- [Task brief] Where the string "enum" appears in a line of the data, show that line.

- [Study material]
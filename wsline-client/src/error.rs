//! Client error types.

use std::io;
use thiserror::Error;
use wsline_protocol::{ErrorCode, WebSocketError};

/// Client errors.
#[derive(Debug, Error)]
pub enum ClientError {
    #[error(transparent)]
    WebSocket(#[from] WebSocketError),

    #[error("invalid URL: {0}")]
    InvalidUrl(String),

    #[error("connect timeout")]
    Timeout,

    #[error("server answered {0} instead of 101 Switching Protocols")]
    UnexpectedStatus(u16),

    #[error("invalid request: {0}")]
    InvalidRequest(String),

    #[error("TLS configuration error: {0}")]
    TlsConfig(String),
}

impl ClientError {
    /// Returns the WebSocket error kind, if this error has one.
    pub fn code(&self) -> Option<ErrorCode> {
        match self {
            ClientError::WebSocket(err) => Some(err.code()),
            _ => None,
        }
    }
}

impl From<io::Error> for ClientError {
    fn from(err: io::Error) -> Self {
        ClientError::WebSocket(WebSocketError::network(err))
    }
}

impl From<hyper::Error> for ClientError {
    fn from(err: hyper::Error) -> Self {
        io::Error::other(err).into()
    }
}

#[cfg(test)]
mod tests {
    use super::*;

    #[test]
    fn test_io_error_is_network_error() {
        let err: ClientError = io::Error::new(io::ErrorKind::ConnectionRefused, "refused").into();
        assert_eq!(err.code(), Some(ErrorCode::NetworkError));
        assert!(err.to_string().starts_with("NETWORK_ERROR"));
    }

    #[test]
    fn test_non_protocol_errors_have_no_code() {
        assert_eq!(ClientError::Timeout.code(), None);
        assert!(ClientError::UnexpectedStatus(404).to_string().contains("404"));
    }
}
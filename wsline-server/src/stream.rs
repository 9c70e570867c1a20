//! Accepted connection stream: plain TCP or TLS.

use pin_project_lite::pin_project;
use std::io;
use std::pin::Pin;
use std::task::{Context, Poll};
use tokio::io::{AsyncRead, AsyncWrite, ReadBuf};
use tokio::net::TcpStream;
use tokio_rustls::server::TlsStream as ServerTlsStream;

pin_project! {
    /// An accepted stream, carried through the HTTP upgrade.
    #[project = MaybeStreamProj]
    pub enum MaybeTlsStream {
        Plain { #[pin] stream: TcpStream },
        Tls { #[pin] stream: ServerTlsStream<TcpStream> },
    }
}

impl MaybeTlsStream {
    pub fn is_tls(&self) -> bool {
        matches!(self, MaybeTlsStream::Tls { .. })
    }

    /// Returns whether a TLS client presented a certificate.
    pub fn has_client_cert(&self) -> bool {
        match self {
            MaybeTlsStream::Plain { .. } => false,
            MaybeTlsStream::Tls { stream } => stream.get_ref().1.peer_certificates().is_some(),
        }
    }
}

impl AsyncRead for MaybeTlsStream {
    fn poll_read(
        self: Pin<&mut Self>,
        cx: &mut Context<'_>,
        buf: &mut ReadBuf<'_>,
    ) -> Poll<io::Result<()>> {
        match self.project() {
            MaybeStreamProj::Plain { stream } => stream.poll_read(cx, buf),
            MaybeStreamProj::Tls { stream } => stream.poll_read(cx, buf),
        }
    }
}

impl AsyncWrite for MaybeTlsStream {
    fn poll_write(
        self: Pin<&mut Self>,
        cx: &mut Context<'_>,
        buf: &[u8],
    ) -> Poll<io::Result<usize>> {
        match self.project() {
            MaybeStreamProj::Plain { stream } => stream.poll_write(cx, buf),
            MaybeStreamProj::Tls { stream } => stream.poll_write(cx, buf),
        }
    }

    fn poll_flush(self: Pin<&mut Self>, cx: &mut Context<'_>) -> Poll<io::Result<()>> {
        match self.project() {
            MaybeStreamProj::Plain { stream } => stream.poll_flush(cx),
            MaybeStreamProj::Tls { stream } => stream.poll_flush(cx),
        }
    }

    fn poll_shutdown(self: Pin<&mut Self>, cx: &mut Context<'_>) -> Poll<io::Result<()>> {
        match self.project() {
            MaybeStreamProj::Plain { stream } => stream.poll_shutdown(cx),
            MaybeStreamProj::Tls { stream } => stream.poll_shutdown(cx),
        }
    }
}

...

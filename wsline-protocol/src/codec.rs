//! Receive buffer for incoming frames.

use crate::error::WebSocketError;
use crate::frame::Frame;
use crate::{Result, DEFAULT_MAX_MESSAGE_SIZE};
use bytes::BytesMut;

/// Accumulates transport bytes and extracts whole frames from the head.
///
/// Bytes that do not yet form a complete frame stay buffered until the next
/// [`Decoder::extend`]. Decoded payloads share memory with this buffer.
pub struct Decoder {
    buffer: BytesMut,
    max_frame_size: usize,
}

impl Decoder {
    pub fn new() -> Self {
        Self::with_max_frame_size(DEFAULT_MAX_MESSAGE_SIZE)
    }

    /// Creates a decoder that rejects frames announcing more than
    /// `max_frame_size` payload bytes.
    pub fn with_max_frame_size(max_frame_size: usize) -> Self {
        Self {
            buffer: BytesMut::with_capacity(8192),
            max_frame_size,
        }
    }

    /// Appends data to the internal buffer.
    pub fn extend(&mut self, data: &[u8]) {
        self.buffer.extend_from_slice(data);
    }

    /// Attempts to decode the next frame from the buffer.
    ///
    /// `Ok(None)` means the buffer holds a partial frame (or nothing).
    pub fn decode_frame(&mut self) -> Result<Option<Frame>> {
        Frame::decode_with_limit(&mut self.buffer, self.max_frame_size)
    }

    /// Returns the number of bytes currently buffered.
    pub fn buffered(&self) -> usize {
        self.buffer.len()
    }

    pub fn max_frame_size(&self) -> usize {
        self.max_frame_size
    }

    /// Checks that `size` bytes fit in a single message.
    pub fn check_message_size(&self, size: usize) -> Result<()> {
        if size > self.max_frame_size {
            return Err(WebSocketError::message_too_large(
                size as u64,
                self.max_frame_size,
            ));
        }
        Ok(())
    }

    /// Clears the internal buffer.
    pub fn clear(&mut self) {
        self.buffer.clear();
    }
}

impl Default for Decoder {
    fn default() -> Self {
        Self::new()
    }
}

* * *

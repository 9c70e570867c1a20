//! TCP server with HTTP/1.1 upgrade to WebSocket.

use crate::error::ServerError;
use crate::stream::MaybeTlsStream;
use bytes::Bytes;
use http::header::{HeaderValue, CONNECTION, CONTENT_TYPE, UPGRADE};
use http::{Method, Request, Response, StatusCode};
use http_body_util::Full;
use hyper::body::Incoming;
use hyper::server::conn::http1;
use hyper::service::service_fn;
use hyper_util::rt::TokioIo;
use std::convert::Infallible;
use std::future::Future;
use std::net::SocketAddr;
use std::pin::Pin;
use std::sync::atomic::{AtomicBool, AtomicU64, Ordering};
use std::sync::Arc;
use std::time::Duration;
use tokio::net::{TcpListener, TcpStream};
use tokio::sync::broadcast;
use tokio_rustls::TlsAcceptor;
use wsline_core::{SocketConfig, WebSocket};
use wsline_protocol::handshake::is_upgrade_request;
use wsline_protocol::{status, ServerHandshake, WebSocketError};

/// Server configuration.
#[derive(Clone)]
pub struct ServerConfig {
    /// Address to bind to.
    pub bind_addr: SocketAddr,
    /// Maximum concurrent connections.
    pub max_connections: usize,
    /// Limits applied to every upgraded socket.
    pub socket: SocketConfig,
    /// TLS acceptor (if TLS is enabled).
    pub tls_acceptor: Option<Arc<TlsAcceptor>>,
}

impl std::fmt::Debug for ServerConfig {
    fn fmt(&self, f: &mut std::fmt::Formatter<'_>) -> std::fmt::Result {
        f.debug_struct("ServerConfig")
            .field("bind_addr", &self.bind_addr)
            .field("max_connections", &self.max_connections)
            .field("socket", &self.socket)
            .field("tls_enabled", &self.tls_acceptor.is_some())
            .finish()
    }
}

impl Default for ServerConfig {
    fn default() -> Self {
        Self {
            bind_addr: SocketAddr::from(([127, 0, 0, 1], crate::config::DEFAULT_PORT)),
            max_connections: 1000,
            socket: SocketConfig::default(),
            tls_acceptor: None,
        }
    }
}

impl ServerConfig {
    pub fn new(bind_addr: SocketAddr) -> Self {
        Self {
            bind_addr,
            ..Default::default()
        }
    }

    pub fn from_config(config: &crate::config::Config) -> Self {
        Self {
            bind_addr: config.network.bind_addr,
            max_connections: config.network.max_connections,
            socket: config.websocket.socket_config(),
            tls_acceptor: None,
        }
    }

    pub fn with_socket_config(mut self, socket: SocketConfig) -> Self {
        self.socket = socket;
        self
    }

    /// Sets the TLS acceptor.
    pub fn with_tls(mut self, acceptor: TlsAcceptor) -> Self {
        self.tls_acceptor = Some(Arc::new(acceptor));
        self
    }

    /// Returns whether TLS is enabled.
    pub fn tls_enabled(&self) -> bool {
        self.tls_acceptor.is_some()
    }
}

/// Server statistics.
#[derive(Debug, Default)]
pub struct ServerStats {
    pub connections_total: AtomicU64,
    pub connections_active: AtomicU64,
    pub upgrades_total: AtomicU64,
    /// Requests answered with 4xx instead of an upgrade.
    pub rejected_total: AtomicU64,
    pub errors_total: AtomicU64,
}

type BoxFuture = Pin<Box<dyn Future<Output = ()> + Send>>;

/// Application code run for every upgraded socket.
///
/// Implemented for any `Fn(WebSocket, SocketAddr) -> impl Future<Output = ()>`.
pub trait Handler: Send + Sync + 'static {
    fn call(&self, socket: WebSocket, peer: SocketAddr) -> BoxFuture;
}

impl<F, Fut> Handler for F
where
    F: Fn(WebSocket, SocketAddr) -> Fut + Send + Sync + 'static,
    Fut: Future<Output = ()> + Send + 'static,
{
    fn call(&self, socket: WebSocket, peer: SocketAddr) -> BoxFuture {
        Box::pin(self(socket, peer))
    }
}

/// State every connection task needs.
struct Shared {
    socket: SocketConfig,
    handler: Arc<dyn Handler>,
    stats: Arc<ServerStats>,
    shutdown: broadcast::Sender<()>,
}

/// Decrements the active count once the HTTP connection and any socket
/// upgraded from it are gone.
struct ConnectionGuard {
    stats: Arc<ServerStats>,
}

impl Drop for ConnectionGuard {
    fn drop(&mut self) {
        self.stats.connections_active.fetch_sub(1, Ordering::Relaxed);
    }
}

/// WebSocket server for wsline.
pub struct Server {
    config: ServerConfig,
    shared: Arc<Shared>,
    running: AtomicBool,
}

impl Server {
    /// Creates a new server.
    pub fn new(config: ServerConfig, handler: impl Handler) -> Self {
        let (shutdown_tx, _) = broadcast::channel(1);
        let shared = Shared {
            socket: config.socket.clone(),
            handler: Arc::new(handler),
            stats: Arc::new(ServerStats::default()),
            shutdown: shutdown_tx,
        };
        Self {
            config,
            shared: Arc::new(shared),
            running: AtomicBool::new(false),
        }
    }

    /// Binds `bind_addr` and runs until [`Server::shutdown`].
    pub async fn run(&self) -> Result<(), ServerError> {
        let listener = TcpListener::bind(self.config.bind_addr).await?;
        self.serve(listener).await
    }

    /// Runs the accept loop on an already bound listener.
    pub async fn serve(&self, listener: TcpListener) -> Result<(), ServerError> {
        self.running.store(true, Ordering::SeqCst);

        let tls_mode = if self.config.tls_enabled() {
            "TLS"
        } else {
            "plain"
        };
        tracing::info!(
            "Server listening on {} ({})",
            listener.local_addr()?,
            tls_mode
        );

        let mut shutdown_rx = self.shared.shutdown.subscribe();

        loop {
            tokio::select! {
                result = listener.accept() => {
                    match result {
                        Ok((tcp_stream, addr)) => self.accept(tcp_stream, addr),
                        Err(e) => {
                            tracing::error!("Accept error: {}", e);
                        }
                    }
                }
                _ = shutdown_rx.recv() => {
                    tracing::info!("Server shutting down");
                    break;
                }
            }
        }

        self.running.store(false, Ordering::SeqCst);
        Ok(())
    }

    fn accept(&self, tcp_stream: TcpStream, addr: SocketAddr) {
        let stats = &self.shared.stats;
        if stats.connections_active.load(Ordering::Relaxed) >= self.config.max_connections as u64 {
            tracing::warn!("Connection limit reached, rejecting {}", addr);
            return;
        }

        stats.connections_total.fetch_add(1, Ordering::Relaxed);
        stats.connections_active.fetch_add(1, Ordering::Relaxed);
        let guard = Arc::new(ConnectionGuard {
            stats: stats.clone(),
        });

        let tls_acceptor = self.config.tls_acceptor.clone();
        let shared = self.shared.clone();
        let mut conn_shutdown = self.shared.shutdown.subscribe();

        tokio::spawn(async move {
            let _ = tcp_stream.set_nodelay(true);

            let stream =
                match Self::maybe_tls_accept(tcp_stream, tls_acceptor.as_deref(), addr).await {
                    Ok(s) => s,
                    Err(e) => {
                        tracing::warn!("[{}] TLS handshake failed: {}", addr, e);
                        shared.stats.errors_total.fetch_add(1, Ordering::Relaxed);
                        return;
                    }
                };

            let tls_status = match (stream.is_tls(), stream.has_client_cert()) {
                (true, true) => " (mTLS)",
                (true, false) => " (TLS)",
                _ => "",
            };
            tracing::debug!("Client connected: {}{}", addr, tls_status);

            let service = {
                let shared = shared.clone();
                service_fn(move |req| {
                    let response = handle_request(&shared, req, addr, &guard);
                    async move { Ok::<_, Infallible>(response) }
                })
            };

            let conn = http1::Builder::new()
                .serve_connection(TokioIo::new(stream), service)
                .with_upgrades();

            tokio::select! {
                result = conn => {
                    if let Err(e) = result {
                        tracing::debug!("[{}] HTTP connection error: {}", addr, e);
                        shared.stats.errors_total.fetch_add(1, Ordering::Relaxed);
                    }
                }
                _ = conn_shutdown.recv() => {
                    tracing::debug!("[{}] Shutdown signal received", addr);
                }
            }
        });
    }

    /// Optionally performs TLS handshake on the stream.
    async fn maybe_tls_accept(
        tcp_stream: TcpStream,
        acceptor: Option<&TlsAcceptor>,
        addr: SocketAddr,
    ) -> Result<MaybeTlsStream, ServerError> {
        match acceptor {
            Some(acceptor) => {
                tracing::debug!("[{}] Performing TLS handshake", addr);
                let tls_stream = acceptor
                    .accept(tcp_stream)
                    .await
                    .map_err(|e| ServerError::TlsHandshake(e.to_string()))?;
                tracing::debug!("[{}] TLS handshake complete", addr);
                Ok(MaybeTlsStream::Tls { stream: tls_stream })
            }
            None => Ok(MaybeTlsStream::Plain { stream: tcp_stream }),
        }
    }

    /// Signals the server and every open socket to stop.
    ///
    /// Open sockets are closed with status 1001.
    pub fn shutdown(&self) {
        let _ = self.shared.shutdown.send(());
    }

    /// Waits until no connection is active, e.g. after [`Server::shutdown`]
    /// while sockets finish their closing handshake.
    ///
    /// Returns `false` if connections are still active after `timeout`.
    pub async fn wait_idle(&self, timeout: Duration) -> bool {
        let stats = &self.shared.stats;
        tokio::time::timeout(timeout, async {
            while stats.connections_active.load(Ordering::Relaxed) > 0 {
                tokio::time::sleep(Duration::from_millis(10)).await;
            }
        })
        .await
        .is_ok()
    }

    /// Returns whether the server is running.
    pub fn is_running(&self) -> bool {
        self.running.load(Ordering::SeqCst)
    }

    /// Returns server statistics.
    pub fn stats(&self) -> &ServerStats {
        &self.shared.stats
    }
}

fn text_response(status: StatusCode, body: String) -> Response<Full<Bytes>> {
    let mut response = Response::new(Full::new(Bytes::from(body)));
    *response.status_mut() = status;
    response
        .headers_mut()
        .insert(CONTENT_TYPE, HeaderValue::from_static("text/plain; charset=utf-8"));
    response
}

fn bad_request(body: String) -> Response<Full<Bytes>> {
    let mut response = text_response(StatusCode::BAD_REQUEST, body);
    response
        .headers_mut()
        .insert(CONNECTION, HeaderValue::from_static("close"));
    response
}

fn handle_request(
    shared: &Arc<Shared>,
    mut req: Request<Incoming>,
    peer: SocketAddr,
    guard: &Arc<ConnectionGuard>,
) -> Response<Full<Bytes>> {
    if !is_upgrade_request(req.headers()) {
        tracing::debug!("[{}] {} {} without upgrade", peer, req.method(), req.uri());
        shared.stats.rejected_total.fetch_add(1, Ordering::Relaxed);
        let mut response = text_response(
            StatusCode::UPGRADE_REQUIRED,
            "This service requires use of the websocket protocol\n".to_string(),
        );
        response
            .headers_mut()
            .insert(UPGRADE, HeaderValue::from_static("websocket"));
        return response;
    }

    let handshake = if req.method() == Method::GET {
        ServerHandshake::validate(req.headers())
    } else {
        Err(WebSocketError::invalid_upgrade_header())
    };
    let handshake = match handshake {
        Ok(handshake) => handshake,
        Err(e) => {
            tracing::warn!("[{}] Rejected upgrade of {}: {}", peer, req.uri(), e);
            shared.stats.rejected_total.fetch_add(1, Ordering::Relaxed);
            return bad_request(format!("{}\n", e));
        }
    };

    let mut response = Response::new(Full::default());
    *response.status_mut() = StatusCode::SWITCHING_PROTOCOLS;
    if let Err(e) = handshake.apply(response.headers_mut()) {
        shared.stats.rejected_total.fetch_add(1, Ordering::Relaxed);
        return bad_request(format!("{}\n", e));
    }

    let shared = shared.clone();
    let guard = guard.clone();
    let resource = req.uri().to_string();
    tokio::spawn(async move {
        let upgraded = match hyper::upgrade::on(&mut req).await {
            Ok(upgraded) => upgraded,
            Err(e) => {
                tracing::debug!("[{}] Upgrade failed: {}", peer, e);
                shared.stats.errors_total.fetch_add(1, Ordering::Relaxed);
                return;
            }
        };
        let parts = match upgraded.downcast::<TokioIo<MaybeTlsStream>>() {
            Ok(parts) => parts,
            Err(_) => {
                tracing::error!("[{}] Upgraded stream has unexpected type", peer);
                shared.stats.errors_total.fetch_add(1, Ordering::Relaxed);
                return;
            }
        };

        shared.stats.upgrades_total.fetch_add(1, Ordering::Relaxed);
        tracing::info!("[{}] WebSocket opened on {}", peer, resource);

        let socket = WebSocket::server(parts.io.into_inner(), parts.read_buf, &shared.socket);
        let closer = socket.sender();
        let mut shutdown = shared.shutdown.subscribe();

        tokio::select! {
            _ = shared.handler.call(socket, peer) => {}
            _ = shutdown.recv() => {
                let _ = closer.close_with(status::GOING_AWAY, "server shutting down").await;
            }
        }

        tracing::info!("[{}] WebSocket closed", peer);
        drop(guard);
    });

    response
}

- [Output below]
pub enum ClientError {
    pub enum MaybeTlsStream {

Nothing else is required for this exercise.